Top of Available data
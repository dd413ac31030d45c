//! Integration tests for streaming serialization and decoding
//!
//! Tests the read hook, byte layouts, table framing, and the decoder's
//! handling of broken row streams.

use dapstream_foundation::{Error, ErrorKind, Result, Value};
use dapstream_model::{Cell, DataSource, Dataset, MemorySource, NoSelection, Table, Variable};
use dapstream_wire::{StreamMarshaller, StreamUnMarshaller};
use proptest::prelude::*;

fn encode(ds: &mut Dataset, source: &mut dyn DataSource) -> Vec<u8> {
    let mut m = StreamMarshaller::new(Vec::new());
    ds.serialize(&mut m, &NoSelection, source, false).unwrap();
    m.into_inner()
}

fn station() -> Dataset {
    let mut readings = Variable::array("readings", Variable::scalar("readings", Value::Int16(0)));
    readings
        .as_array_mut()
        .unwrap()
        .append_dimension(4, "time")
        .unwrap();
    let site = Variable::record("site")
        .with_child(Variable::scalar("id", Value::UInt32(0)))
        .unwrap()
        .with_child(Variable::scalar("label", Value::Str(String::new())))
        .unwrap();
    let mut ds = Dataset::new("station").with(site).with(readings);
    ds.mark_all(true);
    ds
}

fn station_source() -> MemorySource {
    MemorySource::new()
        .with_value("site.id", Value::UInt32(258))
        .with_value("site.label", Value::Str("K".into()))
        .with_array("readings", (1..=4).map(Value::Int16).collect())
}

fn people(rows: &[(&str, i32)]) -> (Dataset, MemorySource) {
    let people = Variable::table("people")
        .with_child(Variable::scalar("name", Value::Str(String::new())))
        .unwrap()
        .with_child(Variable::scalar("age", Value::Int32(0)))
        .unwrap();
    let rows = rows
        .iter()
        .map(|(n, a)| vec![Cell::from(Value::Str((*n).into())), Cell::from(Value::Int32(*a))])
        .collect();
    let mut ds = Dataset::new("D").with(people);
    ds.mark_all(true);
    (ds, MemorySource::new().with_rows("people", rows))
}

// =============================================================================
// Byte Layout
// =============================================================================

#[test]
fn records_then_arrays_in_order() {
    let bytes = encode(&mut station(), &mut station_source());
    let expected: Vec<u8> = vec![
        0, 0, 1, 2, // site.id
        0, 0, 0, 1, b'K', // site.label
        0, 0, 0, 4, // readings count
        0, 1, 0, 2, 0, 3, 0, 4, // readings
    ];
    assert_eq!(bytes, expected);
}

#[test]
fn constrained_array_sends_only_the_hyperslab() {
    let mut ds = station();
    ds.lookup_mut("readings")
        .unwrap()
        .as_array_mut()
        .unwrap()
        .constrain_dimension(0, 1, 3, 1)
        .unwrap();
    ds.mark("site", false).unwrap();
    let bytes = encode(&mut ds, &mut station_source());
    assert_eq!(bytes, vec![0, 0, 0, 3, 0, 2, 0, 3, 0, 4]);
}

#[test]
fn station_decodes_on_a_mirror() {
    let bytes = encode(&mut station(), &mut station_source());
    let mut client = station();
    client
        .deserialize(&mut StreamUnMarshaller::new(bytes.as_slice()))
        .unwrap();
    assert_eq!(client.lookup("site.id").unwrap().value(), Some(&Value::UInt32(258)));
    let readings = client.lookup("readings").unwrap().as_array().unwrap();
    assert_eq!(readings.values(), &[1, 2, 3, 4].map(Value::Int16));
    assert!(client.lookup("readings").unwrap().is_read());
}

#[test]
fn array_count_mismatch_is_framing_error() {
    let mut client = station();
    client
        .lookup_mut("readings")
        .unwrap()
        .as_array_mut()
        .unwrap()
        .constrain_dimension(0, 0, 1, 1)
        .unwrap();
    let bytes = encode(&mut station(), &mut station_source());
    let err = client
        .deserialize(&mut StreamUnMarshaller::new(bytes.as_slice()))
        .unwrap_err();
    assert!(matches!(err.kind, ErrorKind::Framing(_)));
}

// =============================================================================
// Read Hook
// =============================================================================

/// Counts the no-timeout brackets around every read.
#[derive(Default)]
struct Bracketed {
    inner: MemorySource,
    open: usize,
    closed: usize,
}

impl DataSource for Bracketed {
    fn read(&mut self, dataset: &str, path: &str, var: &mut Variable) -> Result<()> {
        assert_eq!(self.open, self.closed + 1, "read outside a bracket");
        self.inner.read(dataset, path, var)
    }

    fn next_row(&mut self, dataset: &str, path: &str, table: &mut Table) -> Result<bool> {
        self.inner.next_row(dataset, path, table)
    }

    fn begin_no_timeout(&mut self) {
        self.open += 1;
    }

    fn end_no_timeout(&mut self) {
        self.closed += 1;
    }
}

#[test]
fn every_read_is_bracketed() {
    let mut source = Bracketed {
        inner: station_source(),
        ..Bracketed::default()
    };
    encode(&mut station(), &mut source);
    assert_eq!(source.open, 3);
    assert_eq!(source.closed, 3);
}

struct Failing;

impl DataSource for Failing {
    fn read(&mut self, _: &str, path: &str, _: &mut Variable) -> Result<()> {
        Err(Error::data_source(path, "device offline"))
    }

    fn next_row(&mut self, _: &str, path: &str, _: &mut Table) -> Result<bool> {
        Err(Error::data_source(path, "device offline"))
    }
}

#[test]
fn read_failure_names_the_variable() {
    let mut ds = station();
    let mut m = StreamMarshaller::new(Vec::new());
    let err = ds
        .serialize(&mut m, &NoSelection, &mut Failing, false)
        .unwrap_err();
    assert!(matches!(err.kind, ErrorKind::DataSource { ref variable, .. } if variable == "site.id"));
    assert!(m.into_inner().is_empty());
}

// =============================================================================
// Table Rows
// =============================================================================

#[test]
fn rows_are_framed_before_their_fields() {
    let (mut ds, mut source) = people(&[("Ann", 30)]);
    let bytes = encode(&mut ds, &mut source);
    assert_eq!(
        bytes,
        vec![0x5A, 0, 0, 0, 3, b'A', b'n', b'n', 0, 0, 0, 30, 0xA5]
    );
}

#[test]
fn empty_table_is_one_marker() {
    let (mut ds, mut source) = people(&[]);
    assert_eq!(encode(&mut ds, &mut source), vec![0xA5]);
    assert_eq!(ds.lookup("people").unwrap().as_table().unwrap().length(), Some(0));
}

#[test]
fn truncated_row_sets_instance_error() {
    let (mut ds, mut source) = people(&[("Ann", 30), ("Bo", 5)]);
    let bytes = encode(&mut ds, &mut source);
    let cut = &bytes[..bytes.len() - 3];

    let (mut client, _) = people(&[]);
    let table = client.lookup_mut("people").unwrap().as_table_mut().unwrap();
    let mut um = StreamUnMarshaller::new(cut);
    assert!(table.deserialize_row(&mut um));
    assert!(!table.instance_error());
    assert!(!table.deserialize_row(&mut um));
    assert!(table.instance_error());
}

#[test]
fn truncated_table_fails_whole_decode() {
    let (mut ds, mut source) = people(&[("Ann", 30)]);
    let bytes = encode(&mut ds, &mut source);
    let (mut client, _) = people(&[]);
    let err = client
        .deserialize(&mut StreamUnMarshaller::new(&bytes[..bytes.len() - 1]))
        .unwrap_err();
    assert!(matches!(err.kind, ErrorKind::Framing(_)));
}

#[test]
fn stray_byte_at_row_boundary() {
    let (mut client, _) = people(&[]);
    let table = client.lookup_mut("people").unwrap().as_table_mut().unwrap();
    let mut um = StreamUnMarshaller::new(&[0x00u8][..]);
    assert!(!table.deserialize_row(&mut um));
    assert!(table.instance_error());
}

/// Serves `rows` rows whose only column is fetched through `read`.
struct Counter {
    rows: i16,
    row: i16,
}

impl DataSource for Counter {
    fn read(&mut self, _: &str, path: &str, var: &mut Variable) -> Result<()> {
        let array = var
            .as_array_mut()
            .ok_or_else(|| Error::data_source(path, "not an array"))?;
        array.set_values(vec![Value::Int16(self.row)])
    }

    fn next_row(&mut self, _: &str, _: &str, _: &mut Table) -> Result<bool> {
        self.row += 1;
        Ok(self.row <= self.rows)
    }
}

#[test]
fn columns_are_read_again_for_every_row() {
    let mut a = Variable::array("a", Variable::scalar("a", Value::Int16(0)));
    a.as_array_mut().unwrap().append_dimension(1, "").unwrap();
    let mut ds = Dataset::new("D").with(Variable::table("t").with_child(a).unwrap());
    ds.mark_all(true);
    let bytes = encode(&mut ds, &mut Counter { rows: 2, row: 0 });
    assert_eq!(
        bytes,
        vec![0x5A, 0, 0, 0, 1, 0, 1, 0x5A, 0, 0, 0, 1, 0, 2, 0xA5]
    );
}

proptest! {
    #[test]
    fn decoded_row_count_matches_sent(ages in prop::collection::vec(0i32..120, 0..20)) {
        let names: Vec<String> = (0..ages.len()).map(|i| format!("p{i}")).collect();
        let rows: Vec<(&str, i32)> = names.iter().map(String::as_str).zip(ages.iter().copied()).collect();
        let (mut ds, mut source) = people(&rows);
        let bytes = encode(&mut ds, &mut source);

        let markers = bytes.iter().filter(|b| **b == 0xA5).count();
        prop_assert!(markers >= 1);

        let (mut client, _) = people(&[]);
        client.deserialize(&mut StreamUnMarshaller::new(bytes.as_slice())).unwrap();
        let table = client.lookup("people").unwrap().as_table().unwrap();
        prop_assert_eq!(table.length(), Some(ages.len()));
        let decoded: Vec<Option<&Value>> = table.instances().iter().map(|r| r[1].value()).collect();
        let sent: Vec<Value> = ages.iter().copied().map(Value::Int32).collect();
        prop_assert_eq!(decoded, sent.iter().map(Some).collect::<Vec<_>>());
    }
}
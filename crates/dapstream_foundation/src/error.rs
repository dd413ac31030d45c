//! Error types for the dapstream engine.
//!
//! Every fallible operation in the workspace returns [`Result`]. The
//! [`ErrorKind`] says what went wrong; an optional [`ErrorContext`] says
//! which request or variable it happened to.

use std::fmt;

use thiserror::Error;

use crate::types::TypeKind;

/// Result alias used throughout the workspace.
pub type Result<T> = std::result::Result<T, Error>;

/// The main error type for dapstream operations.
#[derive(Debug, Error)]
#[error("{kind}")]
pub struct Error {
    /// The failure class.
    pub kind: ErrorKind,
    /// Where the error arose, if recorded.
    pub context: Option<ErrorContext>,
}

impl Error {
    /// Wraps a kind with no context.
    #[must_use]
    pub fn new(kind: ErrorKind) -> Self {
        Self {
            kind,
            context: None,
        }
    }

    /// Attaches where the error arose, replacing any earlier context.
    #[must_use]
    pub fn with_context(mut self, context: ErrorContext) -> Self {
        self.context = Some(context);
        self
    }

    /// Creates an internal (contract violation) error.
    #[must_use]
    pub fn internal(message: impl Into<String>) -> Self {
        Self::new(ErrorKind::Internal(message.into()))
    }

    /// Creates a parse error without source position.
    #[must_use]
    pub fn parse(message: impl Into<String>) -> Self {
        Self::new(ErrorKind::ParseError {
            message: message.into(),
            line: 0,
            column: 0,
            context: String::new(),
        })
    }

    /// Creates a type mismatch error.
    #[must_use]
    pub fn type_mismatch(expected: TypeKind, actual: TypeKind) -> Self {
        Self::new(ErrorKind::TypeMismatch { expected, actual })
    }

    /// Creates an undefined variable error.
    #[must_use]
    pub fn undefined_variable(path: impl Into<String>) -> Self {
        Self::new(ErrorKind::UndefinedVariable(path.into()))
    }

    /// Creates an undefined function error.
    #[must_use]
    pub fn undefined_function(name: impl Into<String>) -> Self {
        Self::new(ErrorKind::UndefinedFunction(name.into()))
    }

    /// Creates a data source failure for the given variable.
    #[must_use]
    pub fn data_source(variable: impl Into<String>, message: impl Into<String>) -> Self {
        Self::new(ErrorKind::DataSource {
            variable: variable.into(),
            message: message.into(),
        })
    }

    /// Creates a stream framing error.
    #[must_use]
    pub fn framing(message: impl Into<String>) -> Self {
        Self::new(ErrorKind::Framing(message.into()))
    }

    /// Creates an invalid array constraint error.
    #[must_use]
    pub fn invalid_constraint(message: impl Into<String>) -> Self {
        Self::new(ErrorKind::InvalidConstraint(message.into()))
    }

    /// Returns true if this is a parse error.
    #[must_use]
    pub const fn is_parse_error(&self) -> bool {
        matches!(self.kind, ErrorKind::ParseError { .. })
    }

    /// Returns true if this is an internal (contract violation) error.
    #[must_use]
    pub const fn is_internal(&self) -> bool {
        matches!(self.kind, ErrorKind::Internal(_))
    }
}

impl From<std::io::Error> for Error {
    fn from(err: std::io::Error) -> Self {
        Self::new(ErrorKind::Io(err.to_string()))
    }
}

/// What went wrong.
#[derive(Debug, Error)]
pub enum ErrorKind {
    /// Malformed constraint or declaration text.
    #[error("parse error at {line}:{column}: {message}")]
    ParseError {
        /// What the parser expected or found.
        message: String,
        /// Line number (1-indexed, 0 when unknown).
        line: u32,
        /// Column number (1-indexed, 0 when unknown).
        column: u32,
        /// The offending line of source text.
        context: String,
    },

    /// A value of the wrong kind was stored into a variable.
    #[error("type mismatch: expected {expected}, got {actual}")]
    TypeMismatch {
        /// The kind the variable was declared with.
        expected: TypeKind,
        /// The kind of the value offered.
        actual: TypeKind,
    },

    /// A variable path did not resolve.
    #[error("undefined variable: {0}")]
    UndefinedVariable(String),

    /// A function name is not registered.
    #[error("undefined function: {0}")]
    UndefinedFunction(String),

    /// An array constraint violated `0 <= start <= stop < size` or `stride >= 1`.
    #[error("invalid constraint: {0}")]
    InvalidConstraint(String),

    /// The external read hook reported a failure.
    #[error("data source error for {variable}: {message}")]
    DataSource {
        /// Path of the variable being read.
        variable: String,
        /// Message reported by the source.
        message: String,
    },

    /// Unexpected bytes while decoding a frame.
    #[error("framing error: {0}")]
    Framing(String),

    /// Transport failure.
    #[error("I/O error: {0}")]
    Io(String),

    /// Semantic validation failed.
    #[error("semantic check failed: {}", .0.join("; "))]
    Semantics(Vec<String>),

    /// A response grew past the configured byte budget.
    #[error("response too big: limit is {limit} bytes")]
    ResponseTooBig {
        /// The configured limit.
        limit: u64,
    },

    /// Schema snapshot encoding or decoding failed.
    #[error("serialization error: {0}")]
    Serialization(String),

    /// Contract violation (should not happen with well-formed callers).
    #[error("internal error: {0}")]
    Internal(String),
}

/// The request, variable or text position an error belongs to.
#[derive(Debug, Clone, Default)]
pub struct ErrorContext {
    /// Dataset or request the error belongs to.
    pub source: Option<String>,
    /// Line number in constraint or declaration text.
    pub line: Option<usize>,
    /// Column number in constraint or declaration text.
    pub column: Option<usize>,
    /// Variable path frames, outermost first.
    pub stack: Vec<String>,
}

impl ErrorContext {
    /// An empty context.
    #[must_use]
    pub fn new() -> Self {
        Self::default()
    }

    /// Sets the source (dataset or request).
    #[must_use]
    pub fn with_source(mut self, source: impl Into<String>) -> Self {
        self.source = Some(source.into());
        self
    }

    /// Records a 1-based line and column.
    #[must_use]
    pub fn with_position(mut self, line: usize, column: usize) -> Self {
        self.line = Some(line);
        self.column = Some(column);
        self
    }

    /// Adds a frame.
    #[must_use]
    pub fn with_frame(mut self, frame: impl Into<String>) -> Self {
        self.stack.push(frame.into());
        self
    }
}

impl fmt::Display for ErrorContext {
    fn fmt(&self, f: &mut fmt::Formatter<'_>) -> fmt::Result {
        if let Some(source) = &self.source {
            write!(f, "at {source}")?;
            if let (Some(line), Some(col)) = (self.line, self.column) {
                write!(f, ":{line}:{col}")?;
            }
        }
        if !self.stack.is_empty() {
            writeln!(f)?;
            for frame in &self.stack {
                writeln!(f, "  in {frame}")?;
            }
        }
        Ok(())
    }
}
Bottom of Available data
**Your goal**
Transcribe, exactly and without additions, the lines of the records above, beginning with the line that contains "with well-formed callers)." and ending with the line that contains "Adds a frame.", both included.

**Solution**
    /// Contract violation (should not happen with well-formed callers).
    #[error("internal error: {0}")]
    Internal(String),
}

/// The request, variable or text position an error belongs to.
#[derive(Debug, Clone, Default)]
pub struct ErrorContext {
    /// Dataset or request the error belongs to.
    pub source: Option<String>,
    /// Line number in constraint or declaration text.
    pub line: Option<usize>,
    /// Column number in constraint or declaration text.
    pub column: Option<usize>,
    /// Variable path frames, outermost first.
    pub stack: Vec<String>,
}

impl ErrorContext {
    /// An empty context.
    #[must_use]
    pub fn new() -> Self {
        Self::default()
    }

    /// Sets the source (dataset or request).
    #[must_use]
    pub fn with_source(mut self, source: impl Into<String>) -> Self {
        self.source = Some(source.into());
        self
    }

    /// Records a 1-based line and column.
    #[must_use]
    pub fn with_position(mut self, line: usize, column: usize) -> Self {
        self.line = Some(line);
        self.column = Some(column);
        self
    }

    /// Adds a frame.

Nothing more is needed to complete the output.